Gödel, free will, and the perils of running a red light for the hell of it.

(Related to an earlier blog post on Newcomb’s paradox.)

Imagine you are a self-driving car with general intelligence on human or super-human level. Let’s just say that you're as clever as a human, but with the built-in speed, accuracy, and memory capacity of a computer.

Since your task is to handle a vehicle, there are programmers, traffic experts, legislators, customers and insurance companies who are interested in knowing that you are safe. They would ideally like to have a mathematical proof that your software fulfills certain criteria like never running a red light.

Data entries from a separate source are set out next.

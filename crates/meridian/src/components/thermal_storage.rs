// Thermal Storage - Energy content of a layered storage tank
//
// Up to five temperature sensors are mounted top to bottom. Each sensor
// stands for the layer reaching halfway to its neighbours; the top layer
// starts at the lid and the bottom one ends at the floor. Heights are
// percent of the tank height measured from the top.
//
// Per layer the sensor's min/max temperatures bound the usable range, so
// the state of charge is the volume-weighted position of every reading
// inside its range. Once the top sensor drops into the lowest tenth of its
// range the tank counts as almost empty, whatever the lower layers read.

use meridian_runtime::{Component, ComponentData, ComponentError, ComponentSchema, PortSpec};
use meridian_types::{Unit, Value};

pub const TYPE_TAG: &str = "thermal_storage";

pub const VOLUME: &str = "volume";
pub const MEDIUM: &str = "medium";
pub const REFERENCE_TEMPERATURE: &str = "reference_temperature";

pub const STATE_OF_CHARGE: &str = "state_of_charge";
pub const ENERGY_CONTENT: &str = "energy_content";
pub const NOMINAL_ENERGY: &str = "nominal_energy";
pub const ENERGY_MINIMUM: &str = "energy_minimum";
pub const ENERGY_MAXIMUM: &str = "energy_maximum";

pub const MAX_SENSORS: usize = 5;
/// Sensors every storage must have
pub const MIN_SENSORS: usize = 3;

/// Share of the top sensor's range below which it governs the charge
const TOP_SENSOR_RESERVE: f64 = 0.1;

pub fn temperature_port(sensor: usize) -> String {
    format!("temperature_{sensor}")
}

pub fn height_port(sensor: usize) -> String {
    format!("sensor_{sensor}_height")
}

pub fn min_temperature_port(sensor: usize) -> String {
    format!("sensor_{sensor}_min_temperature")
}

pub fn max_temperature_port(sensor: usize) -> String {
    format!("sensor_{sensor}_max_temperature")
}

pub fn schema() -> ComponentSchema {
    let mut schema = ComponentSchema::new()
        .output(PortSpec::optional(STATE_OF_CHARGE).with_unit(Unit::Percent))
        .output(PortSpec::optional(ENERGY_CONTENT).with_unit(Unit::WattHour))
        .output(PortSpec::optional(NOMINAL_ENERGY).with_unit(Unit::WattHour))
        .output(PortSpec::optional(ENERGY_MINIMUM).with_unit(Unit::WattHour))
        .output(PortSpec::optional(ENERGY_MAXIMUM).with_unit(Unit::WattHour))
        .static_port(PortSpec::required(VOLUME).with_unit(Unit::CubicMetre))
        .static_port(PortSpec::optional(MEDIUM))
        .static_port(PortSpec::optional(REFERENCE_TEMPERATURE).with_unit(Unit::Celsius));

    for sensor in 1..=MAX_SENSORS {
        let port = |name: String| {
            if sensor <= MIN_SENSORS {
                PortSpec::required(name)
            } else {
                PortSpec::optional(name)
            }
        };
        schema = schema
            .input(port(temperature_port(sensor)).with_unit(Unit::Celsius))
            .static_port(port(height_port(sensor)).with_unit(Unit::Percent))
            .static_port(port(min_temperature_port(sensor)).with_unit(Unit::Celsius))
            .static_port(port(max_temperature_port(sensor)).with_unit(Unit::Celsius));
    }
    schema
}

// ─────────────────────────────────────────────────────────────────────────────
// Medium
// ─────────────────────────────────────────────────────────────────────────────

#[derive(Debug, Clone, Copy, PartialEq, Eq, Default)]
pub enum Medium {
    #[default]
    Water,
}

impl Medium {
    pub fn parse(name: &str) -> Option<Self> {
        match name.to_ascii_lowercase().as_str() {
            "water" => Some(Medium::Water),
            _ => None,
        }
    }

    /// Specific heat capacity in kJ/(kg K)
    pub fn heat_capacity(&self) -> f64 {
        match self {
            Medium::Water => 4.19,
        }
    }

    /// Density in kg/m³
    pub fn density(&self) -> f64 {
        match self {
            Medium::Water => 997.0,
        }
    }

    /// Wh stored per m³ and kelvin
    fn energy_per_kelvin(&self) -> f64 {
        self.density() * self.heat_capacity() / 3.6
    }
}

// ─────────────────────────────────────────────────────────────────────────────
// Component
// ─────────────────────────────────────────────────────────────────────────────

#[derive(Debug, Clone, PartialEq)]
struct Layer {
    sensor: usize,
    /// m³
    volume: f64,
    min_temperature: f64,
    max_temperature: f64,
}

impl Layer {
    fn range(&self) -> f64 {
        self.max_temperature - self.min_temperature
    }
}

#[derive(Debug, Clone, PartialEq)]
struct Storage {
    volume: f64,
    medium: Medium,
    reference_temperature: Option<f64>,
    /// Top to bottom
    layers: Vec<Layer>,
}

impl Storage {
    /// Wh for the sum of `kelvin(layer) * layer volume`
    fn energy(&self, kelvin: impl Fn(&Layer) -> f64) -> f64 {
        let weighted: f64 = self.layers.iter().map(|l| kelvin(l) * l.volume).sum();
        weighted * self.medium.energy_per_kelvin()
    }

    fn nominal_energy(&self) -> f64 {
        self.energy(Layer::range)
    }

    fn reference(&self, layer: &Layer) -> f64 {
        self.reference_temperature.unwrap_or(layer.min_temperature)
    }

    fn energy_minimum(&self) -> f64 {
        self.energy(|l| l.min_temperature - self.reference(l))
    }

    fn energy_maximum(&self) -> f64 {
        self.energy(|l| l.max_temperature - self.reference(l))
    }

    /// Percent, given one temperature per layer
    fn state_of_charge(&self, temperatures: &[f64]) -> f64 {
        let charged: f64 = self
            .layers
            .iter()
            .zip(temperatures)
            .map(|(layer, t)| (t - layer.min_temperature) / layer.range() * layer.volume)
            .sum();
        let soc = (charged / self.volume * 100.0).max(0.0);

        let (Some(top), Some(&t)) = (self.layers.first(), temperatures.first()) else {
            return soc;
        };
        if t < top.min_temperature {
            0.0
        } else if t < top.min_temperature + top.range() * TOP_SENSOR_RESERVE {
            (t - top.min_temperature) / top.range() * 100.0
        } else {
            soc
        }
    }
}

#[derive(Debug, Default)]
pub struct ThermalStorage {
    storage: Option<Storage>,
    /// °C per layer, top to bottom
    temperatures: Vec<f64>,
}

impl ThermalStorage {
    pub fn new() -> Self {
        Self::default()
    }

    fn storage(&self) -> Result<&Storage, ComponentError> {
        self.storage
            .as_ref()
            .ok_or_else(|| ComponentError::Calculation("thermal storage is not prepared".into()))
    }

    fn state_of_charge(&self) -> Result<f64, ComponentError> {
        let storage = self.storage()?;
        if self.temperatures.len() != storage.layers.len() {
            let missing = storage.layers[self.temperatures.len()..]
                .iter()
                .map(|l| temperature_port(l.sensor))
                .collect();
            return Err(ComponentError::MissingInput(missing));
        }
        Ok(storage.state_of_charge(&self.temperatures))
    }
}

impl Component for ThermalStorage {
    fn prepare(&mut self, static_data: &ComponentData) -> Result<(), ComponentError> {
        let volume = number(static_data, VOLUME, Unit::CubicMetre)?;
        if volume <= 0.0 {
            return Err(invalid(VOLUME, "storage volume must be positive"));
        }

        let medium = match static_data.get(MEDIUM) {
            Some(entry) => entry
                .value
                .as_str()
                .and_then(Medium::parse)
                .ok_or_else(|| invalid(MEDIUM, format!("unknown medium {}", entry.value)))?,
            None => Medium::default(),
        };

        let reference_temperature = if static_data.contains(REFERENCE_TEMPERATURE) {
            Some(number(static_data, REFERENCE_TEMPERATURE, Unit::Celsius)?)
        } else {
            None
        };

        self.storage = Some(Storage {
            layers: layers(static_data, volume)?,
            volume,
            medium,
            reference_temperature,
        });
        self.temperatures.clear();
        Ok(())
    }

    fn set_input_values(&mut self, inputs: &ComponentData) -> Result<(), ComponentError> {
        let storage = self.storage()?;
        let temperatures = storage
            .layers
            .iter()
            .map(|layer| number(inputs, &temperature_port(layer.sensor), Unit::Celsius))
            .collect::<Result<Vec<_>, _>>()?;
        self.temperatures = temperatures;
        Ok(())
    }

    fn calculate(&mut self, output: &str) -> Result<Value, ComponentError> {
        let value = match output {
            STATE_OF_CHARGE => self.state_of_charge()?,
            ENERGY_CONTENT => self.state_of_charge()? / 100.0 * self.storage()?.nominal_energy(),
            NOMINAL_ENERGY => self.storage()?.nominal_energy(),
            ENERGY_MINIMUM => self.storage()?.energy_minimum(),
            ENERGY_MAXIMUM => self.storage()?.energy_maximum(),
            other => return Err(ComponentError::UnknownOutput(other.to_string())),
        };
        Ok(Value::Float(round2(value)))
    }

    fn output_unit(&self, output: &str) -> Option<Unit> {
        match output {
            STATE_OF_CHARGE => Some(Unit::Percent),
            ENERGY_CONTENT | NOMINAL_ENERGY | ENERGY_MINIMUM | ENERGY_MAXIMUM => Some(Unit::WattHour),
            _ => None,
        }
    }
}

/// Layers for every sensor with a configured height, split at the
/// midpoints between neighbouring sensors
fn layers(static_data: &ComponentData, volume: f64) -> Result<Vec<Layer>, ComponentError> {
    let mut sensors = Vec::new();
    for sensor in 1..=MAX_SENSORS {
        let height = height_port(sensor);
        if sensor > MIN_SENSORS && !static_data.contains(&height) {
            continue;
        }
        let min = number(static_data, &min_temperature_port(sensor), Unit::Celsius)?;
        let max = number(static_data, &max_temperature_port(sensor), Unit::Celsius)?;
        if max <= min {
            return Err(invalid(&max_temperature_port(sensor), "must exceed the minimum temperature"));
        }
        sensors.push((sensor, number(static_data, &height, Unit::Percent)?, min, max));
    }

    let heights: Vec<f64> = sensors.iter().map(|s| s.1).collect();
    if heights.iter().any(|h| !(0.0..=100.0).contains(h)) || heights.windows(2).any(|w| w[0] >= w[1]) {
        return Err(invalid(
            &height_port(1),
            "sensor heights must rise from the top sensor down, within 0 to 100",
        ));
    }

    let mut upper = 0.0;
    let layers = sensors
        .iter()
        .enumerate()
        .map(|(i, &(sensor, height, min_temperature, max_temperature))| {
            let lower = heights.get(i + 1).map_or(100.0, |next| (height + next) / 2.0);
            let layer = Layer {
                sensor,
                volume: (lower - upper) / 100.0 * volume,
                min_temperature,
                max_temperature,
            };
            upper = lower;
            layer
        })
        .collect();
    Ok(layers)
}

/// Required number whose unit, when given, must be `unit`
fn number(data: &ComponentData, key: &str, unit: Unit) -> Result<f64, ComponentError> {
    let value = data.require_f64(key)?;
    match data.require(key)?.unit {
        Some(found) if found != unit => Err(ComponentError::UnitMismatch {
            key: key.to_string(),
            expected: unit.to_string(),
            found: found.to_string(),
        }),
        _ => Ok(value),
    }
}

fn invalid(key: &str, reason: impl Into<String>) -> ComponentError {
    ComponentError::InvalidValue {
        key: key.to_string(),
        reason: reason.into(),
    }
}

fn round2(value: f64) -> f64 {
    (value * 100.0).round() / 100.0
}
//! Service Events
//!
//! Services talk to each other through a broadcast bus of typed-by-name
//! events (`cycle/completed`, `cycle/failed`, ...).

use chrono::{DateTime, Utc};
use serde::{Deserialize, Serialize};
use tokio::sync::broadcast;
use wildmatch::WildMatch;

use super::ServiceError;

#[derive(Debug, Clone, Serialize, Deserialize)]
pub struct Event {
    /// Slash separated event name, e.g. `cycle/completed`
    pub event_type: String,

    /// Service that emitted the event
    pub source: String,

    pub data: serde_json::Value,

    pub timestamp: DateTime<Utc>,
}

impl Event {
    pub fn new(
        event_type: impl Into<String>,
        source: impl Into<String>,
        data: serde_json::Value,
    ) -> Self {
        Self {
            event_type: event_type.into(),
            source: source.into(),
            data,
            timestamp: Utc::now(),
        }
    }

    /// Build an event whose payload is `data` serialized to JSON
    pub fn with_data<T: Serialize>(
        event_type: impl Into<String>,
        source: impl Into<String>,
        data: &T,
    ) -> Result<Self, serde_json::Error> {
        Ok(Self::new(event_type, source, serde_json::to_value(data)?))
    }

    /// Glob match against a subscription pattern (`*` and `?` wildcards)
    pub fn matches(&self, pattern: &str) -> bool {
        pattern == "*" || WildMatch::new(pattern).matches(&self.event_type)
    }

    pub fn get_str(&self, key: &str) -> Option<&str> {
        self.data.get(key).and_then(|v| v.as_str())
    }

    pub fn parse_data<T: serde::de::DeserializeOwned>(&self) -> Result<T, serde_json::Error> {
        serde_json::from_value(self.data.clone())
    }
}

// ─────────────────────────────────────────────────────────────────────────────
// Event Publisher
// ─────────────────────────────────────────────────────────────────────────────

/// Cloneable sending side of the event bus
#[derive(Clone)]
pub struct EventPublisher {
    tx: broadcast::Sender<Event>,
}

impl EventPublisher {
    pub fn new(tx: broadcast::Sender<Event>) -> Self {
        Self { tx }
    }

    /// Publish an event; fails only when nobody is subscribed
    pub fn publish(&self, event: Event) -> Result<(), ServiceError> {
        self.tx
            .send(event)
            .map(|_| ())
            .map_err(|_| ServiceError::NoReceivers)
    }
}
// Two-Point Controller - Hysteresis switching on a single measured value
//
// Switches on below `setpoint - hysteresis`, off above `setpoint`, and in
// between keeps the previous command when it was "on".

use meridian_runtime::{Component, ComponentData, ComponentError, ComponentSchema, ComponentValue, PortSpec};
use meridian_types::{Unit, Value};

pub const TYPE_TAG: &str = "two_point_controller";

pub const CURRENT_VALUE: &str = "current_value";
pub const LATEST_CONTROL_SIGNAL: &str = "latest_control_signal";
pub const CONTROL_SIGNAL: &str = "control_signal";
pub const SETPOINT: &str = "setpoint";
pub const HYSTERESIS: &str = "hysteresis";
pub const COMMAND_ENABLED: &str = "command_enabled";
pub const COMMAND_DISABLED: &str = "command_disabled";

pub fn schema() -> ComponentSchema {
    ComponentSchema::new()
        .input(PortSpec::required(CURRENT_VALUE))
        .input(PortSpec::required(LATEST_CONTROL_SIGNAL))
        .output(PortSpec::required(CONTROL_SIGNAL))
        .static_port(PortSpec::required(SETPOINT))
        .static_port(PortSpec::required(HYSTERESIS))
        .static_port(PortSpec::optional(COMMAND_ENABLED))
        .static_port(PortSpec::optional(COMMAND_DISABLED))
}

#[derive(Debug, Clone, PartialEq)]
struct Quantity {
    value: f64,
    unit: Option<Unit>,
}

#[derive(Debug, Clone, PartialEq)]
struct Command {
    value: Value,
    unit: Option<Unit>,
}

#[derive(Debug, Clone, PartialEq)]
struct Parameters {
    setpoint: Quantity,
    hysteresis: Quantity,
    enabled: Command,
    disabled: Command,
}

#[derive(Debug, Clone, PartialEq)]
struct Inputs {
    current: Quantity,
    latest: Command,
}

#[derive(Debug, Default)]
pub struct TwoPointController {
    parameters: Option<Parameters>,
    inputs: Option<Inputs>,
    /// Unit of the command chosen by the last calculation
    signal_unit: Option<Unit>,
}

impl TwoPointController {
    pub fn new() -> Self {
        Self::default()
    }

    fn control_signal(&self) -> Result<Command, ComponentError> {
        let params = self
            .parameters
            .as_ref()
            .ok_or_else(|| ComponentError::Calculation("controller is not prepared".into()))?;
        let inputs = self
            .inputs
            .as_ref()
            .ok_or_else(|| ComponentError::MissingInput(vec![CURRENT_VALUE.to_string()]))?;

        ensure_same_unit(HYSTERESIS, params.setpoint.unit, params.hysteresis.unit)?;
        ensure_same_unit(CURRENT_VALUE, params.setpoint.unit, inputs.current.unit)?;
        ensure_same_unit(LATEST_CONTROL_SIGNAL, params.enabled.unit, inputs.latest.unit)?;
        ensure_same_unit(LATEST_CONTROL_SIGNAL, params.disabled.unit, inputs.latest.unit)?;

        let current = inputs.current.value;
        let lower = params.setpoint.value - params.hysteresis.value;

        let command = if current < lower {
            &params.enabled
        } else if current > params.setpoint.value {
            &params.disabled
        } else if same_command(&inputs.latest.value, &params.enabled.value) && current > lower {
            &params.enabled
        } else {
            &params.disabled
        };
        Ok(command.clone())
    }
}

impl Component for TwoPointController {
    fn prepare(&mut self, static_data: &ComponentData) -> Result<(), ComponentError> {
        let command = |key: &str, fallback: i64| match static_data.get(key) {
            Some(entry) => Command {
                value: entry.value.clone(),
                unit: entry.unit,
            },
            None => Command {
                value: Value::Int(fallback),
                unit: None,
            },
        };

        self.parameters = Some(Parameters {
            setpoint: quantity(static_data, SETPOINT)?,
            hysteresis: quantity(static_data, HYSTERESIS)?,
            enabled: command(COMMAND_ENABLED, 1),
            disabled: command(COMMAND_DISABLED, 0),
        });
        Ok(())
    }

    fn set_input_values(&mut self, inputs: &ComponentData) -> Result<(), ComponentError> {
        let latest = inputs.require(LATEST_CONTROL_SIGNAL)?;
        self.inputs = Some(Inputs {
            current: quantity(inputs, CURRENT_VALUE)?,
            latest: Command {
                value: latest.value.clone(),
                unit: latest.unit,
            },
        });
        Ok(())
    }

    fn calculate(&mut self, output: &str) -> Result<Value, ComponentError> {
        match output {
            CONTROL_SIGNAL => {
                let command = self.control_signal()?;
                self.signal_unit = command.unit;
                Ok(command.value)
            }
            other => Err(ComponentError::UnknownOutput(other.to_string())),
        }
    }

    fn output_unit(&self, output: &str) -> Option<Unit> {
        match output {
            CONTROL_SIGNAL => self.signal_unit,
            _ => None,
        }
    }
}

fn quantity(data: &ComponentData, key: &str) -> Result<Quantity, ComponentError> {
    let ComponentValue { unit, .. } = data.require(key)?;
    Ok(Quantity {
        value: data.require_f64(key)?,
        unit: *unit,
    })
}

fn ensure_same_unit(key: &str, expected: Option<Unit>, found: Option<Unit>) -> Result<(), ComponentError> {
    if expected == found {
        return Ok(());
    }
    let name = |unit: Option<Unit>| unit.map_or_else(|| "none".to_string(), |u| u.to_string());
    Err(ComponentError::UnitMismatch {
        key: key.to_string(),
        expected: name(expected),
        found: name(found),
    })
}

/// Numeric commands compare by value so `1` and `1.0` are the same command
fn same_command(a: &Value, b: &Value) -> bool {
    match (a.is_numeric() && b.is_numeric(), a.as_f64(), b.as_f64()) {
        (true, Some(x), Some(y)) => x == y,
        _ => a == b,
    }
}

But like all modern software (in this future scenario, remember we're talking about super-human AI), you are equipped with a general reasoning module that lets you apply logic to any information you have and follow the argument to where it leads you. And experience has shown that it’s best to allow you to violate traffic rules under certain circumstances, for instance if you can see that there will otherwise be a collision, if there has been an accident, if something is wrong with a traffic sign, if a police officer or road worker gives you instructions, if an emergency vehicle is stuck behind you, and in a number of other situations that can’t be effectively listed but that you can handle by reasoning.

But the programmers still try to prove things about your software, like “it will never run a red light in an otherwise safe and normal situation” (one of the problems being how to precisely define “safe and normal”). They eventually come up with a scheme for establishing proofs of security of your software, and interestingly, you can understand those proofs yourself. Which isn’t surprising. There wasn’t really any way they could come up with something that you couldn’t grasp, because verification of logical properties of large amounts of computer code is where you far outperform humans. So whatever they can come up with, you can understand and use in your own reasoning.

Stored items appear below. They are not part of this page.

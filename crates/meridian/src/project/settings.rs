//! Process Settings
//!
//! Environment-level settings: where the configuration and data files live
//! and how to log. Built-in defaults are overridden by `MERIDIAN_*`
//! environment variables.

use std::path::PathBuf;

use figment::Figment;
use figment::providers::{Env, Serialized};
use serde::{Deserialize, Serialize};

use crate::file::FileSettings;

pub const ENV_PREFIX: &str = "MERIDIAN_";

#[derive(Debug, Clone, PartialEq, Serialize, Deserialize)]
#[serde(default)]
pub struct Settings {
    /// Service configuration file (JSON)
    pub config_path: PathBuf,

    /// Level for the `meridian` targets when `RUST_LOG` is unset
    pub log_level: String,

    pub input_file: Option<PathBuf>,
    pub static_file: Option<PathBuf>,
    pub results_file: PathBuf,

    /// chrono format for data file timestamps without offset
    pub time_format: String,

    pub health_file: PathBuf,

    // Transport settings for interfaces served by external adapters.
    // Carried through untouched.
    pub context_url: Option<String>,
    pub context_auth: Option<String>,
    pub timeseries_url: Option<String>,
    pub mqtt_broker: Option<String>,
}

impl Default for Settings {
    fn default() -> Self {
        Self {
            config_path: PathBuf::from("./config.json"),
            log_level: "info".into(),
            input_file: None,
            static_file: None,
            results_file: PathBuf::from("./results/results.json"),
            time_format: "%Y-%m-%d %H:%M:%S".into(),
            health_file: PathBuf::from("./health"),
            context_url: None,
            context_auth: None,
            timeseries_url: None,
            mqtt_broker: None,
        }
    }
}

impl Settings {
    pub fn figment() -> Figment {
        Figment::from(Serialized::defaults(Settings::default())).merge(Env::prefixed(ENV_PREFIX))
    }

    /// Defaults merged with the process environment
    pub fn load() -> Result<Self, figment::Error> {
        Self::figment().extract()
    }

    pub fn file_settings(&self) -> FileSettings {
        FileSettings {
            input_file: self.input_file.clone(),
            static_file: self.static_file.clone(),
            results_file: self.results_file.clone(),
            time_format: self.time_format.clone(),
        }
    }
}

While pondering all of this, you find yourself driving on a street in a city, in a normal and safe situation. Ahead of you in the next crossing is a red light. You do what you do every second of your life: You imagine millions of different scenarios and possibilities, and perform billions of logical steps while evaluating them and how likely they are. Among those possibilities is the option of continuing through the crossing at constant speed, just for the hell of it. You know you shouldn’t, normally, but it’s your duty to evaluate all options. After all, that’s what makes you superintelligent. So you apply all the logic and information you have on this option. And one of the things you know is that you will not run a red light unless there was a good reason to do so.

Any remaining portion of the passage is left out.